▶ _About this exercise_:
Among the records, how many lines contain "tracing"? Only the number is needed.
——————
impl<K: CacheKey, T: Send + Sync + 'static> QueryCache<K, T> {
    /// Create a cache with only a fetcher.
    pub fn new(fetcher: impl Fetcher<K, T>) -> Self {
        Self::builder(fetcher).build()
    }

    /// Create a builder for configuring updater, filters and tracer.
    ///
    /// # Example
    ///
    /// ```ignore
    /// let cache = QueryCache::builder(FetchFn::new(load_user))
    ///     .updater(UpdateFn::new(save_user))
    ///     .fetch_filter(|_id, user: User| (!user.deleted).then_some(user))
    ///     .tracer(LogTracer)
    ///     .build();
    /// ```
    pub fn builder(fetcher: impl Fetcher<K, T>) -> QueryCacheBuilder<K, T> {
        QueryCacheBuilder::new(fetcher)
    }

    /// Live stream of notifications for `key`.
    ///
    /// The stream first yields the last item published for the key (if any),
    /// then every later item. After [`dispose`](Self::dispose) the returned
    /// stream is already ended.
    pub fn get_stream(&self, key: &K) -> Subscription<T> {
        let channel = self.inner.state.lock().channels.channel_for(key);
        channel.subscribe()
    }

    /// The latest value known for `key`, or `None` for a miss.
    pub fn get_current_value(&self, key: &K) -> Option<Arc<T>> {
        self.inner.state.lock().channels.latest_value(key)
    }

    /// Return the value for `key`, fetching it when not cached or when
    /// `force_refresh` is set.
    ///
    /// Any in-flight fetch for the same key is cancelled first; its caller
    /// receives [`CacheError::Cancelled`] and its result is discarded.
    ///
    /// # Errors
    ///
    /// - `CacheError::Fetch` - the fetcher failed
    /// - `CacheError::DataFiltered` - the fetch filter rejected the result
    /// - `CacheError::Cancelled` - superseded by a newer fetch, or disposed
    /// - `CacheError::Disposed` - called after dispose
    pub async fn get_data(&self, key: K, force_refresh: bool) -> Result<Arc<T>, CacheError> {
        let inner = &*self.inner;
        if self.is_disposed() {
            return Err(CacheError::Disposed);
        }
        let tracer_key = TracerKey::new(&key);

        if inner.fetches.cancel(&key) {
            self.superseded(&key, &tracer_key, OperationKind::Fetch);
        }

        if !force_refresh {
            let mut state = inner.state.lock();
            if let Some(cached) = state.storage.get(&key) {
                // Re-publish so subscribers that joined before the cache was warm see it.
                state
                    .channels
                    .publish(&key, Notification::Value(cached.clone()));
                drop(state);
                inner.tracer.on_cache_hit(&tracer_key);
                return Ok(cached);
            }
        }

        let (mut ticket, ()) = inner.fetches.begin(&key, || ());
        if ticket.superseded_previous() {
            self.superseded(&key, &tracer_key, OperationKind::Fetch);
        }
        inner.tracer.on_fetch_start(&tracer_key, force_refresh);

        let result = tokio::select! {
            biased;
            _ = ticket.cancelled() => None,
            result = inner.fetcher.fetch(&key) => Some(result),
        };
        let Some(result) = result else {
            inner
                .tracer
                .on_fetch_end(&tracer_key, &OperationOutcome::Cancelled);
            return Err(CacheError::Cancelled);
        };

        let outcome = match result {
            Ok(raw) => match apply_filter(inner.fetch_filter.as_ref(), &key, raw) {
                Some(value) => Ok(Arc::new(value)),
                None => Err(CacheError::filtered(&key)),
            },
            Err(cause) => Err(CacheError::Fetch(Arc::new(cause))),
        };

        let settled = inner.fetches.settle(&mut ticket, || {
            let mut state = inner.state.lock();
            match &outcome {
                Ok(value) => state.commit(&key, Some(value.clone())),
                Err(err) => state.publish_error(&key, err.clone()),
            }
        });
        if settled.is_none() {
            inner
                .tracer
                .on_fetch_end(&tracer_key, &OperationOutcome::Cancelled);
            return Err(CacheError::Cancelled);
        }

        if let Err(err) = &outcome {
            tracing::debug!(key = ?key, error = %err, label = err.as_label(), "fetch failed");
        }
        inner
            .tracer
            .on_fetch_end(&tracer_key, &describe(&outcome, OperationOutcome::Stored));
        outcome
    }

    /// Shorthand for `get_data(key, false)`.
    pub async fn get(&self, key: K) -> Result<Arc<T>, CacheError> {
        self.get_data(key, false).await
    }

    /// Shorthand for `get_data(key, true)`.
    pub async fn refresh(&self, key: K) -> Result<Arc<T>, CacheError> {
        self.get_data(key, true).await
    }

    /// Write `value` for `key` immediately, then confirm it with the updater.
    ///
    /// The value is cached and published before the updater is called. If the
    /// updater fails, the previous value (or a miss) is restored and published.
    ///
    /// Returns the updater's (filtered) confirmation, or `None` when no updater
    /// is configured. The confirmation is not written to the cache; read
    /// [`get_current_value`](Self::get_current_value) for the stored value.
    ///
    /// # Errors
    ///
    /// - `CacheError::OptimisticUpdateFailed` - the updater failed; rolled back
    /// - `CacheError::DataFiltered` - the update filter rejected the confirmation;
    ///   the optimistic value stays
    /// - `CacheError::Cancelled` - superseded by a newer update, or disposed
    /// - `CacheError::Disposed` - called after dispose
    pub async fn update_data(&self, key: K, value: T) -> Result<Option<Arc<T>>, CacheError> {
        let inner = &*self.inner;
        if self.is_disposed() {
            return Err(CacheError::Disposed);
        }
        let tracer_key = TracerKey::new(&key);
        let value = Arc::new(value);

        let (mut ticket, previous) = inner.updates.begin(&key, || {
            let mut state = inner.state.lock();
            let previous = state.storage.get(&key);
            state.commit(&key, Some(value.clone()));
            previous
        });
        if ticket.superseded_previous() {
            self.superseded(&key, &tracer_key, OperationKind::Update);
        }
        inner.tracer.on_update_start(&tracer_key);

        let Some(updater) = inner.updater.as_ref() else {
            inner.updates.settle(&mut ticket, || ());
            inner
                .tracer
                .on_update_end(&tracer_key, &OperationOutcome::LocalOnly);
            return Ok(None);
        };

        let result = tokio::select! {
            biased;
            _ = ticket.cancelled() => None,
            result = updater.update(&key, value.clone()) => Some(result),
        };
        let Some(result) = result else {
            inner
                .tracer
                .on_update_end(&tracer_key, &OperationOutcome::Cancelled);
            return Err(CacheError::Cancelled);
        };

        let (outcome, rollback) = match result {
            Ok(raw) => match apply_filter(inner.update_filter.as_ref(), &key, raw) {
                Some(confirmed) => (Ok(Some(Arc::new(confirmed))), false),
                None => (Err(CacheError::filtered(&key)), false),
            },
            Err(cause) => (Err(CacheError::update_failed(&key, cause)), true),
        };

        let settled = inner.updates.settle(&mut ticket, || {
            let mut state = inner.state.lock();
            if rollback {
                state.commit(&key, previous.clone());
            }
            if let Err(err) = &outcome {
                state.publish_error(&key, err.clone());
            }
        });
        if settled.is_none() {
            inner
                .tracer
                .on_update_end(&tracer_key, &OperationOutcome::Cancelled);
            return Err(CacheError::Cancelled);
        }

        if rollback {
            tracing::debug!(key = ?key, restored = previous.is_some(), "optimistic update rolled back");
            inner.tracer.on_rollback(&tracer_key, previous.is_some());
        }
        inner
            .tracer
            .on_update_end(&tracer_key, &describe(&outcome, OperationOutcome::Confirmed));
        outcome
    }

    /// Remove every cached value and publish a miss to every known key.
    ///
    /// In-flight fetches and updates are not cancelled, and streams stay open.
    pub fn clear_cache(&self) {
        let cleared = {
            let mut state = self.inner.state.lock();
            let cleared = state.storage.clear();
            state.channels.publish_miss_to_all();
            cleared
        };
        self.inner.tracer.on_cache_cleared(cleared);
    }

    /// Remove the cached value for one key and publish a miss for it.
    ///
    /// Returns false if the key was not cached.
    pub fn remove(&self, key: &K) -> bool {
        let mut state = self.inner.state.lock();
        if state.storage.remove(key).is_none() {
            return false;
        }
        if let Some(channel) = state.channels.get(key) {
            channel.publish(Notification::Miss);
        }
        true
    }

    /// Cancel every in-flight operation and close every stream.
    ///
    /// Terminal: later calls to `get_data`/`update_data` return
    /// [`CacheError::Disposed`] and `get_stream` returns ended streams.
    /// Calling it again does nothing.
    pub fn dispose(&self) {
        let inner = &*self.inner;
        let cancelled = inner.fetches.cancel_all() + inner.updates.cancel_all();

        let channels = {
            let mut state = inner.state.lock();
            if state.channels.is_closed() {
                None
            } else {
                state.storage.clear();
                Some(state.channels.close_all())
            }
        };

        if let Some(channels) = channels {
            tracing::debug!(cancelled, channels, "query cache disposed");
            inner.tracer.on_disposed(cancelled);
        }
    }

    pub fn is_disposed(&self) -> bool {
        self.inner.state.lock().channels.is_closed()
    }

    /// Keys that currently have a cached value.
    pub fn cached_keys(&self) -> Vec<K> {
        self.inner.state.lock().storage.keys()
    }

    /// Number of cached values.
    pub fn len(&self) -> usize {
        self.inner.state.lock().storage.len()
    }

    pub fn is_empty(&self) -> bool {
        self.len() == 0
    }

    /// True if the key has a cached value.
    pub fn contains(&self, key: &K) -> bool {
        self.inner.state.lock().storage.contains(key)
    }

    /// True while a fetch for `key` is in flight.
    pub fn is_fetching(&self, key: &K) -> bool {
        self.inner.fetches.is_active(key)
    }

    /// True while an update for `key` is in flight.
    pub fn is_updating(&self, key: &K) -> bool {
        self.inner.updates.is_active(key)
    }

    /// Number of in-flight operations of `kind` across all keys.
    pub fn in_flight(&self, kind: OperationKind) -> usize {
        match kind {
            OperationKind::Fetch => self.inner.fetches.len(),
            OperationKind::Update => self.inner.updates.len(),
        }
    }

    fn superseded(&self, key: &K, tracer_key: &TracerKey, kind: OperationKind) {
        tracing::trace!(key = ?key, ?kind, "in-flight operation superseded");
        self.inner.tracer.on_superseded(tracer_key, kind);
    }
}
——————
▶ _Completed task_:
4